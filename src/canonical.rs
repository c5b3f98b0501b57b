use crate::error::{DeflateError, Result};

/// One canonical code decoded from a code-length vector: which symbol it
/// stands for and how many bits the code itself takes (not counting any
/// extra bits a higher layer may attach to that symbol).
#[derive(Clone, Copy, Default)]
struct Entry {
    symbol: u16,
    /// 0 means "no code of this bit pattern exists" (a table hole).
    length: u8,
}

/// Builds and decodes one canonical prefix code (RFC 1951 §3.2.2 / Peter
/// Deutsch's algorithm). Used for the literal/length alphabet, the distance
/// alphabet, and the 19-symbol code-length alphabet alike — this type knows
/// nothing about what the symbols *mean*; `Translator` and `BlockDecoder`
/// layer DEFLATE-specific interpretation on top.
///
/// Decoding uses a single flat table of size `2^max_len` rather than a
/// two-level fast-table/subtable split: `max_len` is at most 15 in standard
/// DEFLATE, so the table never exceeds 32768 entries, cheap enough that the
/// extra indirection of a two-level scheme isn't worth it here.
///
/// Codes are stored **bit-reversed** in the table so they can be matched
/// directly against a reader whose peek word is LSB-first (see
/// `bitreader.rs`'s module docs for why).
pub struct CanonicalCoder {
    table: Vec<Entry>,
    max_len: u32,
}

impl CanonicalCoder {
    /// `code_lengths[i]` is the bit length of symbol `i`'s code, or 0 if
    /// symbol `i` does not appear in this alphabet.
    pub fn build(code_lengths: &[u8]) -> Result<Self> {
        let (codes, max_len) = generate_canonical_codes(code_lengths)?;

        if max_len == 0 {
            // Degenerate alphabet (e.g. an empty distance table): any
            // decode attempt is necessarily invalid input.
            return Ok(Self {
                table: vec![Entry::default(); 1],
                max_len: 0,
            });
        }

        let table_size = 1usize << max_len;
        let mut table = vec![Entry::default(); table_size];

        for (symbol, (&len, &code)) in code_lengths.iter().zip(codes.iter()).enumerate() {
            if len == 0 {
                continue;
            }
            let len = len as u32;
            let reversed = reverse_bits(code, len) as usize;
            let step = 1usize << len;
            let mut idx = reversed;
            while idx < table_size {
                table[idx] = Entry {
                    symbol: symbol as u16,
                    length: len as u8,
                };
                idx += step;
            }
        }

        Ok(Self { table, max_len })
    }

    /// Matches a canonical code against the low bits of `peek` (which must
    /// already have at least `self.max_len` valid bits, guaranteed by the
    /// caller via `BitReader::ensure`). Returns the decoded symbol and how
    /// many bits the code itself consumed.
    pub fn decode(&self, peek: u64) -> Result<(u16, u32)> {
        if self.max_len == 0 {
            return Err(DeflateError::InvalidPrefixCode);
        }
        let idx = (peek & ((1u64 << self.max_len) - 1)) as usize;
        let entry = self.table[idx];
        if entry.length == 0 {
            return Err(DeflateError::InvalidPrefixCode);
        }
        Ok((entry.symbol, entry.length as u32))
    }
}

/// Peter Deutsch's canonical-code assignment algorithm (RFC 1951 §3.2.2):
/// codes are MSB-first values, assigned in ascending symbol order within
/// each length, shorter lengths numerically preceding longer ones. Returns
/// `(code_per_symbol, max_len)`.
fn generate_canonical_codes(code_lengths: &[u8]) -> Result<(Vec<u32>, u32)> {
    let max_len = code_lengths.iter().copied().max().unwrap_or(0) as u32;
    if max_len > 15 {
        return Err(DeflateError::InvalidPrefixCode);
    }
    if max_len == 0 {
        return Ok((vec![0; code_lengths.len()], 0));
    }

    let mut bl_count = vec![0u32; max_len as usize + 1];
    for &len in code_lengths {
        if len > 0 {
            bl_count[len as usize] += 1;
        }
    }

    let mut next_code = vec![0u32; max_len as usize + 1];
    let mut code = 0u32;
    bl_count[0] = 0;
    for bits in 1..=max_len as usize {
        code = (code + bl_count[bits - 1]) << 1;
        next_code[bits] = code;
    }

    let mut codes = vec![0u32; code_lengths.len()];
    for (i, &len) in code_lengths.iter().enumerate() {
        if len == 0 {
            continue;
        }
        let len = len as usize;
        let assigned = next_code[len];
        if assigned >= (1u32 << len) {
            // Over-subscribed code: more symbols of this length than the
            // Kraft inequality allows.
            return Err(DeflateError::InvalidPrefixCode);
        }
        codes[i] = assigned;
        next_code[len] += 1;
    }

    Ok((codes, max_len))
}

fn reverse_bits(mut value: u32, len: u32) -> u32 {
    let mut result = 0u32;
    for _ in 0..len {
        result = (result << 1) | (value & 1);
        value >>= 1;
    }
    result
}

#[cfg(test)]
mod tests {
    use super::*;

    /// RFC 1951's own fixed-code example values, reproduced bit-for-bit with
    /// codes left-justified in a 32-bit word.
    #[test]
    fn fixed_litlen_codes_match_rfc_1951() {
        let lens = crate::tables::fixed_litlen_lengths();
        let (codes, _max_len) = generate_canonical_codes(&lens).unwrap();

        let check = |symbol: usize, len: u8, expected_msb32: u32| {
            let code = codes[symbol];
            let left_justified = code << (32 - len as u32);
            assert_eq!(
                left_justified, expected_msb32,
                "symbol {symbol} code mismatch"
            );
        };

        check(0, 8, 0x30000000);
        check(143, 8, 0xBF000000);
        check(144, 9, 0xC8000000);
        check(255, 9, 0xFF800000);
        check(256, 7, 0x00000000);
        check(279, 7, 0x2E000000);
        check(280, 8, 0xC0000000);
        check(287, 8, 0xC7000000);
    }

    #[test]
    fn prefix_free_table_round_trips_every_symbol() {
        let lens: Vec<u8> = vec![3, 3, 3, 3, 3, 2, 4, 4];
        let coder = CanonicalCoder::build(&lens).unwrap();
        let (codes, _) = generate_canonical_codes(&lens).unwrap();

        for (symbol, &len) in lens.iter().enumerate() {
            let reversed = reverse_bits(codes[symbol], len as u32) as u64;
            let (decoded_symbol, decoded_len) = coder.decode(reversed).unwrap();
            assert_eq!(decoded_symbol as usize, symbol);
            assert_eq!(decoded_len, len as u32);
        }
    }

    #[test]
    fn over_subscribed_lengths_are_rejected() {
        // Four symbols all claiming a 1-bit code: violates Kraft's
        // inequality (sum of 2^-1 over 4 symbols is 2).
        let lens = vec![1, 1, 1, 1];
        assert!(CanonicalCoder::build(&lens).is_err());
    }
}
◇ ◇ ◇ ◇
**Work instruction:** As you read the records above, find each line that contains "level" and copy it.

**Output of the task:**
/// two-level fast-table/subtable split: `max_len` is at most 15 in standard
/// extra indirection of a two-level scheme isn't worth it here.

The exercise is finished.